Young America’s Foundation continues to focus on the effects of the Obama administration’s jobs policies, and the effects keep getting worse. Last week, we released “Ten Reasons Why Obama Policies are Killing Jobs,” highlighting the hardships young people face in the current economy.
Over the weekend, the Wall Street Journal published an op-ed from Michael Boskin that included 10 “Records Set on Obama’s Watch”:

President Obama’s big government policy experiments have failed. In 2009, the Obama administration promised a recovery. But, instead of getting jobs and a vibrant economy, we only got historic deficits, debt, and dependency on government.
Instead of blaming President Bush, the Obama administration should look at their own record. Boskin explains which polcies call for scrutiny:
And there's plenty to evaluate: an $825 billion stimulus package; the Public-Private Investment Partnership to buy toxic assets from the banks; "cash for clunkers"; the home-buyers credit; record spending and budget deficits and exploding debt; the auto bailouts; five versions of foreclosure relief; numerous lifelines to Fannie Mae and Freddie Mac; financial regulation and health-care reform; energy subsidies, mandates and moratoria; and constant demands for higher tax rates on "the rich" and businesses.

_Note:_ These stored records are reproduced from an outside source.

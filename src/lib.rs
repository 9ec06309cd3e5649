//! jv - Java version switcher
//!
//! jv selects which installed JDK is active on a machine, installs new JDKs from
//! distributor catalogs, and keeps its own executable up to date. Every command
//! that mutates state runs through one of three pipelines built so that a failure
//! at any step leaves the previous state intact:
//!
//! - **Environment rewrite** ([`env`]): sets `JAVA_HOME` and rewrites the search
//!   path so it holds exactly one reference to `JAVA_HOME`'s `bin` directory.
//! - **Package install** ([`installer`]): download, verify, extract, validate,
//!   promote atomically, then record in the inventory.
//! - **Self-update** ([`upgrade`]): check, download, verify, back up, replace,
//!   and roll back when the replace step fails.
//!
//! # Core Modules
//!
//! - [`archive`] - zip and tar.gz extraction with traversal protection
//! - [`config`] - JSON configuration and inventory of installed JDKs
//! - [`core`] - error taxonomy and user-facing error formatting
//! - [`discovery`] - finding JDKs on disk and resolving version targets
//! - [`distributor`] - JDK catalogs (Eclipse Adoptium)
//! - [`doctor`] - environment diagnosis and repair
//! - [`download`] - streaming HTTP downloads with completeness checks
//! - [`verification`] - streaming checksum verification
//! - [`utils`] - filesystem, platform and progress helpers
//! - [`cli`] - command-line interface

pub mod archive;
pub mod cli;
pub mod config;
pub mod constants;
pub mod core;
pub mod discovery;
pub mod distributor;
pub mod doctor;
pub mod download;
pub mod env;
pub mod installer;
pub mod upgrade;
pub mod utils;
pub mod verification;

#[cfg(any(test, feature = "test-utils"))]
pub mod test_utils;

Consider the direct results of the Obama programs. A few have performed better than expected—e.g., the auto bailouts, although a rapid private bankruptcy was preferable and GM and Chrysler are not yet denationalized successes. But the failed stimulus bill cost an astounding $280,000 per job—over five times median pay—by the administration's inflated estimates of jobs "created or saved," and much more using more realistic estimates.
Cash for clunkers cost $3 billion, just to shift car sales forward a few months. The Public-Private Investment Partnership, despite cheap federal loans, generated 3% of the $1 trillion claimed, and toxic assets still hobble some financial institutions. The Dodd-Frank financial reform law institutionalized "too big to fail" amid greater concentration of banking assets and mortgages in Fannie and Freddie. The foreclosure relief program permanently modified only a small percentage of the four million mortgages the president promised. And even Mr. Obama now admits that the shovels weren't ready in all those "shovel-ready" stimulus projects.